> [What you will do]:
From the entries below, list each line with "ActionResolver".

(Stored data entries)
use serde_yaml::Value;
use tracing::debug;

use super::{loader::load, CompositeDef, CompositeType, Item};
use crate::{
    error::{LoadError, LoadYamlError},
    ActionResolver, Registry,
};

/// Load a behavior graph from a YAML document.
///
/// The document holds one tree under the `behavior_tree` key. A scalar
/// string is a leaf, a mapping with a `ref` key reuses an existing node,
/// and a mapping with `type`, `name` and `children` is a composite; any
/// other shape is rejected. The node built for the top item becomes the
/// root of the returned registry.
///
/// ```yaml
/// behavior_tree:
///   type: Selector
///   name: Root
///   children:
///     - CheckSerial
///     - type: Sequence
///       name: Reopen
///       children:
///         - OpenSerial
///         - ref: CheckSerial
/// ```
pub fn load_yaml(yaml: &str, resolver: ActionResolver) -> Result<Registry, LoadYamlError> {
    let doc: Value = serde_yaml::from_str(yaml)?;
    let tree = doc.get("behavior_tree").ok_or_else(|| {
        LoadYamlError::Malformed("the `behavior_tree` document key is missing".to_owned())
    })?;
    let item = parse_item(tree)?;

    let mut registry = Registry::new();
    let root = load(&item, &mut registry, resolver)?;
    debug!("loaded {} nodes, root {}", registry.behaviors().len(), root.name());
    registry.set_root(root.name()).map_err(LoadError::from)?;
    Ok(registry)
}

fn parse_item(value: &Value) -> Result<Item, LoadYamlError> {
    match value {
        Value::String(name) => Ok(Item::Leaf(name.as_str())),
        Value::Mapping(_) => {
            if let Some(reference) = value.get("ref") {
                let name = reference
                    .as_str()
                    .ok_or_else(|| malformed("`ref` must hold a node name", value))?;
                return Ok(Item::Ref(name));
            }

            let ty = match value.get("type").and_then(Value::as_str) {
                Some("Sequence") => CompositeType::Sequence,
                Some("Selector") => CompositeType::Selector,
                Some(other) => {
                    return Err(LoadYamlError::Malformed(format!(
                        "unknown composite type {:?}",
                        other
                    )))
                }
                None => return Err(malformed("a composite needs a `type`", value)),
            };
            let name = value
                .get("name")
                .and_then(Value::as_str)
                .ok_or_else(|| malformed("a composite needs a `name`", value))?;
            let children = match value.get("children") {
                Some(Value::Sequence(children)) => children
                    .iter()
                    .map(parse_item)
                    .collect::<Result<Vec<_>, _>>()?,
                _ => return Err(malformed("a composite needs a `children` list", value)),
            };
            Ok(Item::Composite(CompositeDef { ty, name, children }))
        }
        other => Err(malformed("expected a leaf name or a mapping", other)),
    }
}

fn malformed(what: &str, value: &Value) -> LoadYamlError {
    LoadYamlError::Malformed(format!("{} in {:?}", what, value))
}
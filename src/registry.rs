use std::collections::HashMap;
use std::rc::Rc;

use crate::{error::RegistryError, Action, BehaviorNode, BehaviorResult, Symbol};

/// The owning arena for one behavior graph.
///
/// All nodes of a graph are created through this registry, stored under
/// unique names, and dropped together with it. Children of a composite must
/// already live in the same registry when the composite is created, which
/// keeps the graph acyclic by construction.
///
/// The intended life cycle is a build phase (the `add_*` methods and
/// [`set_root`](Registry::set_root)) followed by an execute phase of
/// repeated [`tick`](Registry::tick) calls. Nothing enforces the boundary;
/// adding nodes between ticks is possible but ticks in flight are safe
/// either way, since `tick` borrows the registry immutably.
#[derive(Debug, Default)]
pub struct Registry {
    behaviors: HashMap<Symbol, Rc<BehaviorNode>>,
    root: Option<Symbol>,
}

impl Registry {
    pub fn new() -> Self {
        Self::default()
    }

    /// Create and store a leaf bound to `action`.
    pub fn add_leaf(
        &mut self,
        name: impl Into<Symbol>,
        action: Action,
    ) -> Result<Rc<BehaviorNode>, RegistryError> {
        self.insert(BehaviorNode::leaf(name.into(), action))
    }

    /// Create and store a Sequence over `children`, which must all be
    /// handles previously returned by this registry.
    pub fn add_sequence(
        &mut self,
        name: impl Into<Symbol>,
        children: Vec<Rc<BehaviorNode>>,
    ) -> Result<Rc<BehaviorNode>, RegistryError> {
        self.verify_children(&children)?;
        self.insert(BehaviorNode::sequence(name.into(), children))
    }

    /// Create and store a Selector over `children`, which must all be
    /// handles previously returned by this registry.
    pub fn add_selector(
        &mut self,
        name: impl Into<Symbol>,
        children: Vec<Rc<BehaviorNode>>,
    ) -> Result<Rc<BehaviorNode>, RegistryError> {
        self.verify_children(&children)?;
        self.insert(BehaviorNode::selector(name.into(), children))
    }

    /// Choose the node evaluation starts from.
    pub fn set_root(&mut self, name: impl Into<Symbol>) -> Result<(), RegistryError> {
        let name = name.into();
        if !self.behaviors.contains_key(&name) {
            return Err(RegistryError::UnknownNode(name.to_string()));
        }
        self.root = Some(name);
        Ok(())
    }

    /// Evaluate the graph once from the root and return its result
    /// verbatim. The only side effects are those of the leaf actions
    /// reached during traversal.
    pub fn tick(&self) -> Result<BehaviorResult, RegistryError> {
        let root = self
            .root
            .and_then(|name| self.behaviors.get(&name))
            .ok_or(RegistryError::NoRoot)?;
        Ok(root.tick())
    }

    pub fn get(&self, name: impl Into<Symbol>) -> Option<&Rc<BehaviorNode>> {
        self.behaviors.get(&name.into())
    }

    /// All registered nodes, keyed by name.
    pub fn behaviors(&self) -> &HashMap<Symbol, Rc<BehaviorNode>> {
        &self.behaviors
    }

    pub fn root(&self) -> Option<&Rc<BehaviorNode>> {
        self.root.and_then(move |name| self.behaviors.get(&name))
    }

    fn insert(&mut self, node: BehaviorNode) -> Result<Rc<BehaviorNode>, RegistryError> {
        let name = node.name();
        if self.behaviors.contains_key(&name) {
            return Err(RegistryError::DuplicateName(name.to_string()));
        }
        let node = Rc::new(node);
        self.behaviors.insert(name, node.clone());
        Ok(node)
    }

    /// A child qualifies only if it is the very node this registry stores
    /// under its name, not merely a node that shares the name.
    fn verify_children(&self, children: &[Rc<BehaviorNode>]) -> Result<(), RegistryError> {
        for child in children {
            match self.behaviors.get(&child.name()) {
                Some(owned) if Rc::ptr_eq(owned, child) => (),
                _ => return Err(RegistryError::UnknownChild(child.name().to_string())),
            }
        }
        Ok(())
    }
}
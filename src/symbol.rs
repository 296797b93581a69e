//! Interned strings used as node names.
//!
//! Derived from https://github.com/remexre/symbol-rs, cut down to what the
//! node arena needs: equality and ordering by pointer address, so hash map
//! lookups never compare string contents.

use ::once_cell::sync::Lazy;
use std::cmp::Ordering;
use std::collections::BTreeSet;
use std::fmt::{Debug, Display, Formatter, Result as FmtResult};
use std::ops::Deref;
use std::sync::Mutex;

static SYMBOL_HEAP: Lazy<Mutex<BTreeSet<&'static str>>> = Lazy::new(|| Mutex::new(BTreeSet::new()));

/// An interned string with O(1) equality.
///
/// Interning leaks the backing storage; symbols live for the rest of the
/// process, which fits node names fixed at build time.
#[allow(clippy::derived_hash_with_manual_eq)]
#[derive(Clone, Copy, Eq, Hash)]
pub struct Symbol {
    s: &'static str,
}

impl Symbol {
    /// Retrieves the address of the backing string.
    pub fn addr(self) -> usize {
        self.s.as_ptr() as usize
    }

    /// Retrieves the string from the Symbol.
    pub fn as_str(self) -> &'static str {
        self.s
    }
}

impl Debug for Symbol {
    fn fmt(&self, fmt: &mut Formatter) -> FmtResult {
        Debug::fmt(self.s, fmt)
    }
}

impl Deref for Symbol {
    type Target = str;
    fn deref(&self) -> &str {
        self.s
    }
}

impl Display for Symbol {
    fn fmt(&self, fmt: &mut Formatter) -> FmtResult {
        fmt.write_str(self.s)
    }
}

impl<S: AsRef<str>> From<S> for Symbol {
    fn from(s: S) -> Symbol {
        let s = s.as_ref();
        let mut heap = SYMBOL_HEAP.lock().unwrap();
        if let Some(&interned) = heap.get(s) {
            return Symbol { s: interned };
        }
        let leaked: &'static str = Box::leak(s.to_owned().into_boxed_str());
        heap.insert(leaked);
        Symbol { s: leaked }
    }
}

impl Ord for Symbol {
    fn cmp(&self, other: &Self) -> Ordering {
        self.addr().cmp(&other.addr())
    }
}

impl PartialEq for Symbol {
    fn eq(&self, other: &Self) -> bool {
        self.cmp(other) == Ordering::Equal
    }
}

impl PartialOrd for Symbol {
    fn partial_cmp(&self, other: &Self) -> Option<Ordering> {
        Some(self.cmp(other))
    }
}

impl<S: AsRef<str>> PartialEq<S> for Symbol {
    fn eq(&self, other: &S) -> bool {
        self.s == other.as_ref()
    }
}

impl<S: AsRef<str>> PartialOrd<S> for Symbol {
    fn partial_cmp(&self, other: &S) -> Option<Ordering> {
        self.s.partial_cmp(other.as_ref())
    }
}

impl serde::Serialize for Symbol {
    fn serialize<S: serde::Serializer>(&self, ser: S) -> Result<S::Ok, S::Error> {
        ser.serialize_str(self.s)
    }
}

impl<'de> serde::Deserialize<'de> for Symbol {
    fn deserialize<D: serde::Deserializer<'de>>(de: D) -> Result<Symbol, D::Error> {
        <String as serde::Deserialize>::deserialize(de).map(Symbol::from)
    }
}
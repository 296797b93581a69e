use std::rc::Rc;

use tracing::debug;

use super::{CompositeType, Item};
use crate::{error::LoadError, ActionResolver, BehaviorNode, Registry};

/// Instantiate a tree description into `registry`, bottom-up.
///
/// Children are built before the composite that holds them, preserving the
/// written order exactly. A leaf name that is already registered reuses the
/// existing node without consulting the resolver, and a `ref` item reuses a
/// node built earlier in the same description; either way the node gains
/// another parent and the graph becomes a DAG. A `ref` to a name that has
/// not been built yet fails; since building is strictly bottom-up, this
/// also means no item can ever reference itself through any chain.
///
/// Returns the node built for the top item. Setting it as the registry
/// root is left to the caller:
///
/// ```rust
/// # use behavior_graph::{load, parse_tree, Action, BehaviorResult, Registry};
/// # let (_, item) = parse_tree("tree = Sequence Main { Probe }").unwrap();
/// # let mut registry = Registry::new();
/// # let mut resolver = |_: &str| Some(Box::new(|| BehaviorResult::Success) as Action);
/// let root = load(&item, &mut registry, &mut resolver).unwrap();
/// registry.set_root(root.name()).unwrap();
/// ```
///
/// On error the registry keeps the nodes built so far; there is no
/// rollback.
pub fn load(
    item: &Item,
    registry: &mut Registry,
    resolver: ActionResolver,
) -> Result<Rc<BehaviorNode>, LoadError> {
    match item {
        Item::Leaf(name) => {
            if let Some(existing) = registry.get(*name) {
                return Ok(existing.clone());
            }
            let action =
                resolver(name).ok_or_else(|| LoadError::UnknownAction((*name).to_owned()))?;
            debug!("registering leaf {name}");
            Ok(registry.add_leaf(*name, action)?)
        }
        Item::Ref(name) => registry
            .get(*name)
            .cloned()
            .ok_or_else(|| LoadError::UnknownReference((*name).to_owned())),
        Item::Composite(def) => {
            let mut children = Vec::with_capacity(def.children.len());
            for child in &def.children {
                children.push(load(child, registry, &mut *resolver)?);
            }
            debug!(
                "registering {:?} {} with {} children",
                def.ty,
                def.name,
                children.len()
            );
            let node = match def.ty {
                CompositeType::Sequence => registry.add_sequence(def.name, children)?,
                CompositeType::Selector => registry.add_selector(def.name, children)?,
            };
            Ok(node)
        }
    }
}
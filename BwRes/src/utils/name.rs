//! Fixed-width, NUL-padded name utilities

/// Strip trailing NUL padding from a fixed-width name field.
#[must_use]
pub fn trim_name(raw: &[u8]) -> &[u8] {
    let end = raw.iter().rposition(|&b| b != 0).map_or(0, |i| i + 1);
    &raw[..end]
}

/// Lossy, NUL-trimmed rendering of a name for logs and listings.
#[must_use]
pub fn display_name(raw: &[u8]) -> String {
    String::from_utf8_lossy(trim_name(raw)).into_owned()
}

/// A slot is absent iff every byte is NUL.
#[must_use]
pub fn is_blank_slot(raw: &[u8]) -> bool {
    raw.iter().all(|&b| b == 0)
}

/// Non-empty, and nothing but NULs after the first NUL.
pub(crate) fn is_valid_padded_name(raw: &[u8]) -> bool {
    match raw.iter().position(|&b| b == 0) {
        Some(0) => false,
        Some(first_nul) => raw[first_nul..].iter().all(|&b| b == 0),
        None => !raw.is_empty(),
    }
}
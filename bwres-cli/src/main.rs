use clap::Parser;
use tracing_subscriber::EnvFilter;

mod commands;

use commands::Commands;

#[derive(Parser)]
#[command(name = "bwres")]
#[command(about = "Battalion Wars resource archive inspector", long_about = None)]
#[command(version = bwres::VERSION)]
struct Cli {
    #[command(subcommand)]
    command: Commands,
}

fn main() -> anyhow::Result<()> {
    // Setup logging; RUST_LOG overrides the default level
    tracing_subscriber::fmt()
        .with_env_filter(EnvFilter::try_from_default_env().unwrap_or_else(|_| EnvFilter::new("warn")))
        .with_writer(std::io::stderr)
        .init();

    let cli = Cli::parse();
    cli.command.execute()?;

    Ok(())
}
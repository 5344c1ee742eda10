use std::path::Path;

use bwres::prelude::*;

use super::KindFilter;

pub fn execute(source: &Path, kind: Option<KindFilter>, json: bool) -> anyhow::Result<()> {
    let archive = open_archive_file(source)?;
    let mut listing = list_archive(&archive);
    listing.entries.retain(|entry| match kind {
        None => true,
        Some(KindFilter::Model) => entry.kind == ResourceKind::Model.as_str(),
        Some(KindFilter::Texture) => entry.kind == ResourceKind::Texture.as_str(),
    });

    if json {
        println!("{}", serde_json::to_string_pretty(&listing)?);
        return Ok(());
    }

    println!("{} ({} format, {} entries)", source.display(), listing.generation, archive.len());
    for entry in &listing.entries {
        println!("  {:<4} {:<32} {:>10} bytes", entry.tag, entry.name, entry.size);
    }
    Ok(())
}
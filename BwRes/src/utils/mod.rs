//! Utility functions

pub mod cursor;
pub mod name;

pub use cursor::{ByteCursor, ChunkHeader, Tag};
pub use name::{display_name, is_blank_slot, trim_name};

> [Solution to the exercise]:
    ActionResolver, Registry,
pub fn load_yaml(yaml: &str, resolver: ActionResolver) -> Result<Registry, LoadYamlError> {
use crate::{error::LoadError, ActionResolver, BehaviorNode, Registry};
    resolver: ActionResolver,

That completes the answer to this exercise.